=== Extracted data ===
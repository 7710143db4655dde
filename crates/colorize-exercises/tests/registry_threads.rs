//! Concurrent use of a shared registry.

use std::io::Read;
use std::sync::Arc;
use std::thread;

use colorize_exercises::{Day, Exercise, Registry, RegistryError};
use colorize_input::read_byte_matrix;

fn count_hashes(input: &mut dyn Read) -> anyhow::Result<serde_json::Value> {
    let grid = read_byte_matrix(input)?;
    let count = grid.iter().flatten().filter(|&&b| b == b'#').count();
    Ok(count.into())
}

#[test]
fn only_one_concurrent_registration_wins() {
    let registry = Arc::new(Registry::new());

    let handles: Vec<_> = (0..8)
        .map(|i| {
            let registry = Arc::clone(&registry);
            thread::spawn(move || registry.register("shared", Day::new(format!("input-{}", i))))
        })
        .collect();

    let results: Vec<_> = handles.into_iter().map(|h| h.join().unwrap()).collect();
    let wins = results.iter().filter(|r| r.is_ok()).count();
    let dupes = results
        .iter()
        .filter(|r| matches!(r, Err(RegistryError::AlreadyRegistered(_))))
        .count();

    assert_eq!(wins, 1);
    assert_eq!(dupes, 7);
    assert_eq!(registry.len(), 1);
}

#[test]
fn readers_see_registered_days() {
    let registry = Arc::new(Registry::new());
    registry
        .register(
            "grid",
            Day::new("grid.txt").exercise("hashes", Exercise::new("count #", count_hashes)),
        )
        .unwrap();

    let handles: Vec<_> = (0..4)
        .map(|_| {
            let registry = Arc::clone(&registry);
            thread::spawn(move || {
                registry
                    .run("grid", "hashes", &mut "#.#\n.#.\n".as_bytes())
                    .unwrap()
            })
        })
        .collect();

    for handle in handles {
        assert_eq!(handle.join().unwrap(), 3);
    }
}
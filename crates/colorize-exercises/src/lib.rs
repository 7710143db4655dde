//! A registry of days, each pairing an input with named exercises.
//!
//! ```
//! use colorize_exercises::{Day, Exercise, Registry};
//!
//! fn count_lines(input: &mut dyn std::io::Read) -> anyhow::Result<serde_json::Value> {
//!     Ok(colorize_input::read_lines(input)?.len().into())
//! }
//!
//! let registry = Registry::new();
//! registry
//!     .register("day01", Day::new("inputs/day01.txt").exercise("part1", Exercise::new("count lines", count_lines)))
//!     .unwrap();
//!
//! let answer = registry.run("day01", "part1", &mut "a\nb\n".as_bytes()).unwrap();
//! assert_eq!(answer, 2);
//! ```

mod error;
mod registry;

pub use error::RegistryError;
pub use registry::{Day, Exercise, ExerciseImplementation, Registry};
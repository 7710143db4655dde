//! MiniJinja binding.
//!
//! Invocations usually originate in templates. This module exposes the same
//! rendering as a template function, so
//!
//! ```jinja
//! {{ colorize("bold;red", title) }}
//! ```
//!
//! produces the same bytes as the marker `colorize "bold;red" "<title>"`.
//! The function is registered under the colorizer's marker name, so a
//! renamed colorizer registers a renamed function.

use minijinja::{Environment, Value};
use serde::Serialize;

use crate::colorizer::{render, AnsiColorizer};
use crate::error::ColorizeError;

/// Adds the marker function to `env`.
///
/// The result is marked safe so auto-escaping never mangles the codes.
pub fn register_colorize(env: &mut Environment<'_>, colorizer: &AnsiColorizer) {
    env.add_function(
        colorizer.function_name().to_string(),
        |spec: Value, text: Value| -> Value {
            Value::from_safe_string(render(&spec.to_string(), &text.to_string()))
        },
    );
}

impl AnsiColorizer {
    /// A fresh environment with the marker function registered.
    pub fn environment(&self) -> Environment<'static> {
        let mut env = Environment::new();
        register_colorize(&mut env, self);
        env
    }

    /// Renders a MiniJinja template source with `ctx`.
    ///
    /// # Example
    ///
    /// ```rust
    /// use colorize::AnsiColorizer;
    ///
    /// let out = AnsiColorizer::new()
    ///     .render_template(r#"{{ colorize("bold", name) }}!"#, minijinja::context! { name => "hi" })
    ///     .unwrap();
    /// assert_eq!(out, "\x1b[1mhi\x1b[0m!");
    /// ```
    pub fn render_template<S: Serialize>(
        &self,
        source: &str,
        ctx: S,
    ) -> Result<String, ColorizeError> {
        Ok(self.environment().render_str(source, ctx)?)
    }
}
//! Line-oriented input helpers.
//!
//! Small readers that turn an input source into lines of text or a byte
//! matrix, one row per line.
//!
//! ```
//! use colorize_input::{read_byte_matrix, read_lines};
//!
//! let lines = read_lines("first\r\nsecond\n".as_bytes()).unwrap();
//! assert_eq!(lines, vec!["first", "second"]);
//!
//! let grid = read_byte_matrix("#.\n.#".as_bytes()).unwrap();
//! assert_eq!(grid[1][1], b'#');
//! ```

mod error;
mod lines;

pub use error::InputError;
pub use lines::{read_byte_matrix, read_file_lines, read_lines};
//! One-shot document analysis from the command line
//!
//! Run with: cargo run -p clausewise --features cli --bin clausewise-analyze -- contract.pdf

use std::path::PathBuf;
use std::sync::Arc;

use anyhow::{bail, Context};
use clap::Parser;
use clausewise::{
    config::ClauseWiseConfig,
    ingestion::FileParser,
    providers::{self, DisabledProvider, InferenceProvider, InferenceTask},
    AnalysisOutcome, AnalysisSource, DocumentAnalyzer,
};
use tracing_subscriber::EnvFilter;

#[derive(Parser, Debug)]
#[command(name = "clausewise-analyze", version, about = "Analyze a legal document")]
struct Cli {
    /// PDF, DOCX or TXT file
    file: PathBuf,
    /// Question to answer about the document
    #[arg(short, long)]
    question: Option<String>,
    /// Use the hosted models (requires HF_API_KEY)
    #[arg(long)]
    remote: bool,
}

fn source_label(outcome: &AnalysisOutcome) -> String {
    match &outcome.source {
        AnalysisSource::Remote { model } => format!("remote: {}", model),
        AnalysisSource::Local => "local".to_string(),
    }
}

#[tokio::main]
async fn main() -> anyhow::Result<()> {
    tracing_subscriber::fmt()
        .with_env_filter(
            EnvFilter::try_from_default_env().unwrap_or_else(|_| EnvFilter::new("clausewise=warn")),
        )
        .with_writer(std::io::stderr)
        .init();

    let cli = Cli::parse();
    let config = ClauseWiseConfig::load()?;

    if cli.remote && !config.inference.is_enabled() {
        bail!("--remote needs an API key (set HF_API_KEY)");
    }

    let provider: Arc<dyn InferenceProvider> = if cli.remote {
        providers::from_config(&config.inference)?
    } else {
        Arc::new(DisabledProvider)
    };
    let analyzer = DocumentAnalyzer::new(provider, &config.inference, config.analysis.clone());

    let data = tokio::fs::read(&cli.file)
        .await
        .with_context(|| format!("failed to read {}", cli.file.display()))?;
    let filename = cli
        .file
        .file_name()
        .map(|n| n.to_string_lossy().into_owned())
        .unwrap_or_default();
    let parsed = FileParser::parse(&filename, None, &data)?;

    println!("File: {} ({})", filename, parsed.file_type.display_name());
    if let Some(pages) = parsed.total_pages {
        println!("Pages: {}", pages);
    }
    println!("Document type: {}", analyzer.classify(&parsed.content));

    println!("\nEntities:");
    let entities = analyzer.extract_entities(&parsed.content);
    for (category, values) in entities.iter().filter(|(_, v)| !v.is_empty()) {
        println!("  {:?}: {}", category, values.join("; "));
    }
    if entities.is_empty() {
        println!("  (none)");
    }

    let summary = analyzer.summarize(&parsed.content, None).await;
    println!("\nSummary [{}]:\n{}", source_label(&summary), summary.text);

    if let Some(question) = cli.question.as_deref() {
        let answer = analyzer.answer(question, &parsed.content).await;
        println!("\nQ: {}\nA [{}]: {}", question, source_label(&answer), answer.text);
    }

    if cli.remote {
        let prompt = format!(
            "Provide a detailed legal analysis of the following document:\n\n{}",
            clausewise::heuristics::key_sentences(&parsed.content)
        );
        let analysis = analyzer.run_task(InferenceTask::DetailedAnalysis, &prompt).await;
        println!("\nDetailed analysis [{}]:\n{}", source_label(&analysis), analysis.text);
    } else {
        println!("\n{}", analyzer.detailed_summary(&parsed.content).text);
    }

    Ok(())
}
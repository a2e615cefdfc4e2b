//! Hosted inference API client with status-based retry

use async_trait::async_trait;
use reqwest::{Client, StatusCode};
use serde_json::{json, Value};
use std::time::Duration;
use tokio::time::sleep;

use crate::config::InferenceConfig;
use crate::error::Result;
use crate::heuristics::head_chars;

use super::inference::{GeneratedText, InferenceProvider, InferenceTask};
use super::models::ModelRegistry;

/// Generated text must be longer than this (after trimming) to be used
const MIN_GENERATED_CHARS: usize = 10;

/// Characters of the prompt sent to summarization models when no markers apply
const SUMMARIZATION_INPUT_CHARS: usize = 500;

/// What to do after a response status
#[derive(Debug, Clone, Copy, PartialEq, Eq)]
enum StatusAction {
    /// 200: read the body
    Accept,
    /// 503: the model is loading, wait and retry
    Loading,
    /// 404/401: retrying cannot help
    Stop(&'static str),
    /// Anything else: retry after the normal delay
    Retry,
}

fn classify_status(status: StatusCode) -> StatusAction {
    match status {
        StatusCode::OK => StatusAction::Accept,
        StatusCode::SERVICE_UNAVAILABLE => StatusAction::Loading,
        StatusCode::NOT_FOUND => StatusAction::Stop("model not found"),
        StatusCode::UNAUTHORIZED => StatusAction::Stop("authentication failed, check the API key"),
        _ => StatusAction::Retry,
    }
}

/// Client for a Hugging Face compatible inference API
pub struct HuggingFaceClient {
    /// HTTP client
    client: Client,
    /// Configuration
    config: InferenceConfig,
    /// Backend redirects
    registry: ModelRegistry,
}

impl HuggingFaceClient {
    /// Create a new client
    pub fn new(config: &InferenceConfig) -> Result<Self> {
        let client = Client::builder().pool_max_idle_per_host(5).build()?;

        Ok(Self {
            client,
            registry: ModelRegistry::new(config),
            config: config.clone(),
        })
    }

    fn model_url(&self, model: &str) -> String {
        format!("{}/models/{}", self.config.base_url.trim_end_matches('/'), model)
    }

    fn post(&self, model: &str, payload: &Value, timeout: Duration) -> reqwest::RequestBuilder {
        let request = self
            .client
            .post(self.model_url(model))
            .timeout(timeout)
            .json(payload);

        match self.config.api_key.as_deref() {
            Some(key) => request.bearer_auth(key),
            None => request,
        }
    }

    /// Query a model, retrying on loading and transient failures.
    ///
    /// Network and API failures are logged and yield `Ok(None)`.
    pub async fn query(&self, model: &str, payload: &Value) -> Result<Option<Value>> {
        let timeout = Duration::from_secs(self.config.query_timeout_secs);
        self.send_with_retry(model, payload, timeout).await
    }

    /// Retry loop shared by `query` and `generate`
    async fn send_with_retry(
        &self,
        model: &str,
        payload: &Value,
        timeout: Duration,
    ) -> Result<Option<Value>> {
        let max_attempts = self.config.max_retries.max(1);

        for attempt in 1..=max_attempts {
            let has_next = attempt < max_attempts;
            let mut delay = Duration::from_millis(self.config.retry_delay_ms);

            match self.post(model, payload, timeout).send().await {
                Ok(response) => match classify_status(response.status()) {
                    StatusAction::Accept => match response.json::<Value>().await {
                        Ok(value) => return Ok(Some(value)),
                        Err(e) => tracing::warn!(
                            model,
                            attempt,
                            max_attempts,
                            "unreadable response body: {}",
                            e
                        ),
                    },
                    StatusAction::Loading => {
                        tracing::info!(model, attempt, max_attempts, "model is loading, waiting");
                        delay = Duration::from_millis(self.config.loading_delay_ms);
                    }
                    StatusAction::Stop(reason) => {
                        tracing::warn!(model, status = %response.status(), "{}", reason);
                        return Ok(None);
                    }
                    StatusAction::Retry => tracing::warn!(
                        model,
                        attempt,
                        max_attempts,
                        status = %response.status(),
                        "inference API returned an error status"
                    ),
                },
                Err(e) if e.is_timeout() => {
                    tracing::warn!(model, attempt, max_attempts, "request timed out")
                }
                Err(e) => tracing::warn!(model, attempt, max_attempts, "request failed: {}", e),
            }

            if has_next {
                sleep(delay).await;
            }
        }

        tracing::warn!(model, max_attempts, "inference request gave up");
        Ok(None)
    }
}
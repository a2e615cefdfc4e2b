//! Remote inference providers
//!
//! The hosted API is optional: without an API key every call goes to the
//! `DisabledProvider` and analysis runs on local heuristics only.

pub mod huggingface;
pub mod inference;
pub mod models;

use std::sync::Arc;

use crate::config::InferenceConfig;
use crate::error::Result;

pub use huggingface::HuggingFaceClient;
pub use inference::{DisabledProvider, GeneratedText, InferenceProvider, InferenceTask};
pub use models::ModelRegistry;

/// Build the provider selected by the configuration
pub fn from_config(config: &InferenceConfig) -> Result<Arc<dyn InferenceProvider>> {
    if config.is_enabled() {
        tracing::info!(base_url = %config.base_url, "remote inference enabled");
        Ok(Arc::new(HuggingFaceClient::new(config)?))
    } else {
        tracing::warn!("no API key configured, using local processing only");
        Ok(Arc::new(DisabledProvider))
    }
}
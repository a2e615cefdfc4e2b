//! Document types and the fixed document label set

use serde::{Deserialize, Serialize};
use std::fmt;
use uuid::Uuid;

/// MIME type of Word documents as sent by browsers
pub const DOCX_MIME: &str = "application/vnd.openxmlformats-officedocument.wordprocessingml.document";

/// Supported upload file types
#[derive(Debug, Clone, Copy, Serialize, Deserialize, PartialEq, Eq)]
#[serde(rename_all = "lowercase")]
pub enum FileType {
    /// PDF document
    Pdf,
    /// Microsoft Word document (.docx)
    Docx,
    /// Plain text file
    Txt,
    /// Anything else
    Unknown,
}

impl FileType {
    /// Detect file type from a MIME type
    pub fn from_mime(mime: &str) -> Self {
        let essence = mime.split(';').next().unwrap_or("").trim().to_lowercase();
        match essence.as_str() {
            "application/pdf" => Self::Pdf,
            DOCX_MIME => Self::Docx,
            "text/plain" => Self::Txt,
            _ => Self::Unknown,
        }
    }

    /// Detect file type from extension
    pub fn from_extension(ext: &str) -> Self {
        match ext.to_lowercase().as_str() {
            "pdf" => Self::Pdf,
            "docx" => Self::Docx,
            "txt" | "text" => Self::Txt,
            _ => Self::Unknown,
        }
    }

    /// Check if this is a supported file type
    pub fn is_supported(&self) -> bool {
        !matches!(self, Self::Unknown)
    }

    /// Canonical MIME type
    pub fn mime_type(&self) -> &'static str {
        match self {
            Self::Pdf => "application/pdf",
            Self::Docx => DOCX_MIME,
            Self::Txt => "text/plain",
            Self::Unknown => "application/octet-stream",
        }
    }

    /// Get display name
    pub fn display_name(&self) -> &'static str {
        match self {
            Self::Pdf => "PDF",
            Self::Docx => "Word Document (.docx)",
            Self::Txt => "Text File",
            Self::Unknown => "Unknown",
        }
    }
}

/// The fixed set of document labels produced by classification
#[derive(Debug, Clone, Copy, Serialize, Deserialize, PartialEq, Eq, Hash)]
#[serde(rename_all = "snake_case")]
pub enum DocumentLabel {
    LegalContract,
    InsurancePolicy,
    LeaseAgreement,
    EmploymentDocument,
    LegalWill,
    NonDisclosureAgreement,
    ServiceAgreement,
    PurchaseAgreement,
    PartnershipAgreement,
    LicenseAgreement,
    CourtDocument,
    LegalNotice,
    TermsAndConditions,
    /// Default when no keyword matches
    GeneralLegalDocument,
}

impl DocumentLabel {
    /// Every label, in classification table order, default last
    pub const ALL: [DocumentLabel; 14] = [
        Self::LegalContract,
        Self::InsurancePolicy,
        Self::LeaseAgreement,
        Self::EmploymentDocument,
        Self::LegalWill,
        Self::NonDisclosureAgreement,
        Self::ServiceAgreement,
        Self::PurchaseAgreement,
        Self::PartnershipAgreement,
        Self::LicenseAgreement,
        Self::CourtDocument,
        Self::LegalNotice,
        Self::TermsAndConditions,
        Self::GeneralLegalDocument,
    ];

    /// Human readable label
    pub fn as_str(&self) -> &'static str {
        match self {
            Self::LegalContract => "Legal Contract",
            Self::InsurancePolicy => "Insurance Policy",
            Self::LeaseAgreement => "Lease Agreement",
            Self::EmploymentDocument => "Employment Document",
            Self::LegalWill => "Legal Will",
            Self::NonDisclosureAgreement => "Non-Disclosure Agreement",
            Self::ServiceAgreement => "Service Agreement",
            Self::PurchaseAgreement => "Purchase Agreement",
            Self::PartnershipAgreement => "Partnership Agreement",
            Self::LicenseAgreement => "License Agreement",
            Self::CourtDocument => "Court Document",
            Self::LegalNotice => "Legal Notice",
            Self::TermsAndConditions => "Terms & Conditions",
            Self::GeneralLegalDocument => "General Legal Document",
        }
    }
}

impl fmt::Display for DocumentLabel {
    fn fmt(&self, f: &mut fmt::Formatter<'_>) -> fmt::Result {
        f.write_str(self.as_str())
    }
}

/// Result of keyword classification
#[derive(Debug, Clone, Copy, Serialize, Deserialize, PartialEq, Eq)]
pub struct Classification {
    pub label: DocumentLabel,
    /// Number of the label's keywords found in the text (0 for the default label)
    pub keywords_matched: usize,
}

impl Classification {
    /// The default classification
    pub fn general() -> Self {
        Self {
            label: DocumentLabel::GeneralLegalDocument,
            keywords_matched: 0,
        }
    }
}

impl fmt::Display for Classification {
    fn fmt(&self, f: &mut fmt::Formatter<'_>) -> fmt::Result {
        if self.label == DocumentLabel::GeneralLegalDocument {
            write!(f, "{} (No specific type identified)", self.label)
        } else {
            write!(
                f,
                "{} (Confidence: {} keywords matched)",
                self.label, self.keywords_matched
            )
        }
    }
}

/// An uploaded document. Immutable once created.
#[derive(Debug, Clone, Serialize, Deserialize)]
pub struct Document {
    /// Unique document ID
    pub id: Uuid,
    /// Original filename as uploaded by user
    pub filename: String,
    /// File type
    pub file_type: FileType,
    /// MIME type reported for the upload
    pub mime_type: String,
    /// Extracted plain text
    pub content: String,
    /// Content hash (SHA-256, hex)
    pub content_hash: String,
    /// File size in bytes
    pub file_size: u64,
    /// Total number of pages (PDF only)
    pub total_pages: Option<u32>,
    /// Whitespace separated words in the extracted text
    pub word_count: usize,
    /// Detected document type
    pub classification: Classification,
    /// Upload timestamp
    pub uploaded_at: chrono::DateTime<chrono::Utc>,
}

impl Document {
    /// Create a new document
    pub fn new(
        filename: String,
        file_type: FileType,
        mime_type: String,
        content: String,
        content_hash: String,
        file_size: u64,
        classification: Classification,
    ) -> Self {
        let word_count = content.split_whitespace().count();
        Self {
            id: Uuid::new_v4(),
            filename,
            file_type,
            mime_type,
            content,
            content_hash,
            file_size,
            total_pages: None,
            word_count,
            classification,
            uploaded_at: chrono::Utc::now(),
        }
    }
}

#[cfg(test)]
mod tests {
    use super::*;

    #[test]
    fn test_file_type_from_mime() {
        assert_eq!(FileType::from_mime("application/pdf"), FileType::Pdf);
        assert_eq!(FileType::from_mime(DOCX_MIME), FileType::Docx);
        assert_eq!(FileType::from_mime("text/plain; charset=utf-8"), FileType::Txt);
        assert_eq!(FileType::from_mime("image/png"), FileType::Unknown);
    }

    #[test]
    fn test_classification_display() {
        let c = Classification {
            label: DocumentLabel::LeaseAgreement,
            keywords_matched: 4,
        };
        assert_eq!(c.to_string(), "Lease Agreement (Confidence: 4 keywords matched)");
        assert_eq!(
            Classification::general().to_string(),
            "General Legal Document (No specific type identified)"
        );
    }
}
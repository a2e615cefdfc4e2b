//! Error types for ClauseWise

use axum::{
    http::StatusCode,
    response::{IntoResponse, Response},
    Json,
};
use serde_json::json;
use thiserror::Error;

/// Result type alias for ClauseWise operations
pub type Result<T> = std::result::Result<T, Error>;

/// ClauseWise errors
#[derive(Debug, Error)]
pub enum Error {
    /// Configuration error
    #[error("Configuration error: {0}")]
    Config(String),

    /// File parsing error
    #[error("Failed to parse file '{filename}': {message}")]
    FileParse { filename: String, message: String },

    /// Unsupported file type
    #[error("Unsupported file type: {0}")]
    UnsupportedFileType(String),

    /// Malformed request
    #[error("Bad request: {0}")]
    BadRequest(String),

    /// Remote inference error
    #[error("Inference error: {0}")]
    Inference(String),

    /// Speech engine is not installed or cannot be started
    #[error("Speech engine unavailable: {0}")]
    SpeechUnavailable(String),

    /// Speech synthesis failed
    #[error("Speech synthesis failed: {0}")]
    Speech(String),

    /// Document not found
    #[error("Document not found: {0}")]
    DocumentNotFound(String),

    /// IO error
    #[error("IO error: {0}")]
    Io(#[from] std::io::Error),

    /// JSON error
    #[error("JSON error: {0}")]
    Json(#[from] serde_json::Error),

    /// HTTP request error
    #[error("HTTP request error: {0}")]
    Http(#[from] reqwest::Error),

    /// Internal error
    #[error("Internal error: {0}")]
    Internal(String),
}

impl Error {
    /// Create a file parse error
    pub fn file_parse(filename: impl Into<String>, message: impl Into<String>) -> Self {
        Self::FileParse {
            filename: filename.into(),
            message: message.into(),
        }
    }

    /// Create an inference error
    pub fn inference(message: impl Into<String>) -> Self {
        Self::Inference(message.into())
    }

    /// Create a speech synthesis error
    pub fn speech(message: impl Into<String>) -> Self {
        Self::Speech(message.into())
    }

    /// Create an internal error
    pub fn internal(message: impl Into<String>) -> Self {
        Self::Internal(message.into())
    }
}

impl IntoResponse for Error {
    fn into_response(self) -> Response {
        let (status, error_type, message) = match &self {
            Error::Config(msg) => {
                (StatusCode::INTERNAL_SERVER_ERROR, "config_error", msg.clone())
            }
            Error::FileParse { filename, message } => (
                StatusCode::BAD_REQUEST,
                "parse_error",
                format!("Error extracting text from '{}': {}", filename, message),
            ),
            Error::UnsupportedFileType(msg) => {
                (StatusCode::BAD_REQUEST, "unsupported_type", msg.clone())
            }
            Error::BadRequest(msg) => (StatusCode::BAD_REQUEST, "bad_request", msg.clone()),
            Error::Inference(msg) => (StatusCode::BAD_GATEWAY, "inference_error", msg.clone()),
            Error::SpeechUnavailable(msg) => (
                StatusCode::SERVICE_UNAVAILABLE,
                "speech_unavailable",
                msg.clone(),
            ),
            Error::Speech(msg) => {
                (StatusCode::INTERNAL_SERVER_ERROR, "speech_error", msg.clone())
            }
            Error::DocumentNotFound(id) => (
                StatusCode::NOT_FOUND,
                "not_found",
                format!("Document not found: {}", id),
            ),
            Error::Io(err) => (
                StatusCode::INTERNAL_SERVER_ERROR,
                "io_error",
                err.to_string(),
            ),
            Error::Json(err) => (StatusCode::BAD_REQUEST, "json_error", err.to_string()),
            Error::Http(err) => (StatusCode::BAD_GATEWAY, "http_error", err.to_string()),
            Error::Internal(msg) => {
                (StatusCode::INTERNAL_SERVER_ERROR, "internal_error", msg.clone())
            }
        };

        let body = Json(json!({
            "error": {
                "type": error_type,
                "message": message,
            }
        }));

        (status, body).into_response()
    }
}
//! ClauseWise server binary
//!
//! Run with: cargo run -p clausewise --bin clausewise-server

use clausewise::{config::ClauseWiseConfig, server::ClauseWiseServer};
use tracing_subscriber::{layer::SubscriberExt, util::SubscriberInitExt};

#[tokio::main]
async fn main() -> anyhow::Result<()> {
    // Initialize tracing
    tracing_subscriber::registry()
        .with(
            tracing_subscriber::EnvFilter::try_from_default_env()
                .unwrap_or_else(|_| "clausewise=info,tower_http=debug".into()),
        )
        .with(tracing_subscriber::fmt::layer())
        .init();

    println!(
        r#"
╔═══════════════════════════════════════════════════════════╗
║                        ClauseWise                         ║
║        Legal Document Analysis and Plain Language         ║
╚═══════════════════════════════════════════════════════════╝
"#
    );

    // Load configuration
    let config = ClauseWiseConfig::load()?;

    tracing::info!("Configuration loaded");
    tracing::info!("  - Summarization model: {}", config.inference.models.summarization);
    tracing::info!("  - Q&A model: {}", config.inference.models.question_answering);
    tracing::info!("  - Speech engine: {}", config.speech.command);

    if !config.inference.is_enabled() {
        tracing::warn!("HF_API_KEY not set, running with local heuristics only");
    }

    // Create and start server
    let server = ClauseWiseServer::new(config)?;

    println!("\nServer starting...");
    println!("  API: http://{}", server.address());
    println!("  Health: http://{}/health", server.address());
    println!("  API Info: http://{}/api/info", server.address());
    println!("\nEndpoints:");
    println!("  POST /api/documents             - Upload a document");
    println!("  POST /api/documents/:id/summary - Summarize");
    println!("  POST /api/documents/:id/ask     - Ask questions");
    println!("  POST /api/speech                - Read text aloud");
    println!("\nPress Ctrl+C to stop\n");

    server.start().await?;

    Ok(())
}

=== Your task ===
Working from the records above, write out verbatim only the lines from the line containing "pub enum DocumentLabel" through the line containing "of keyword classification".

=== Result below ===
pub enum DocumentLabel {
    LegalContract,
    InsurancePolicy,
    LeaseAgreement,
    EmploymentDocument,
    LegalWill,
    NonDisclosureAgreement,
    ServiceAgreement,
    PurchaseAgreement,
    PartnershipAgreement,
    LicenseAgreement,
    CourtDocument,
    LegalNotice,
    TermsAndConditions,
    /// Default when no keyword matches
    GeneralLegalDocument,
}

impl DocumentLabel {
    /// Every label, in classification table order, default last
    pub const ALL: [DocumentLabel; 14] = [
        Self::LegalContract,
        Self::InsurancePolicy,
        Self::LeaseAgreement,
        Self::EmploymentDocument,
        Self::LegalWill,
        Self::NonDisclosureAgreement,
        Self::ServiceAgreement,
        Self::PurchaseAgreement,
        Self::PartnershipAgreement,
        Self::LicenseAgreement,
        Self::CourtDocument,
        Self::LegalNotice,
        Self::TermsAndConditions,
        Self::GeneralLegalDocument,
    ];

    /// Human readable label
    pub fn as_str(&self) -> &'static str {
        match self {
            Self::LegalContract => "Legal Contract",
            Self::InsurancePolicy => "Insurance Policy",
            Self::LeaseAgreement => "Lease Agreement",
            Self::EmploymentDocument => "Employment Document",
            Self::LegalWill => "Legal Will",
            Self::NonDisclosureAgreement => "Non-Disclosure Agreement",
            Self::ServiceAgreement => "Service Agreement",
            Self::PurchaseAgreement => "Purchase Agreement",
            Self::PartnershipAgreement => "Partnership Agreement",
            Self::LicenseAgreement => "License Agreement",
            Self::CourtDocument => "Court Document",
            Self::LegalNotice => "Legal Notice",
            Self::TermsAndConditions => "Terms & Conditions",
            Self::GeneralLegalDocument => "General Legal Document",
        }
    }
}

impl fmt::Display for DocumentLabel {
    fn fmt(&self, f: &mut fmt::Formatter<'_>) -> fmt::Result {
        f.write_str(self.as_str())
    }
}

/// Result of keyword classification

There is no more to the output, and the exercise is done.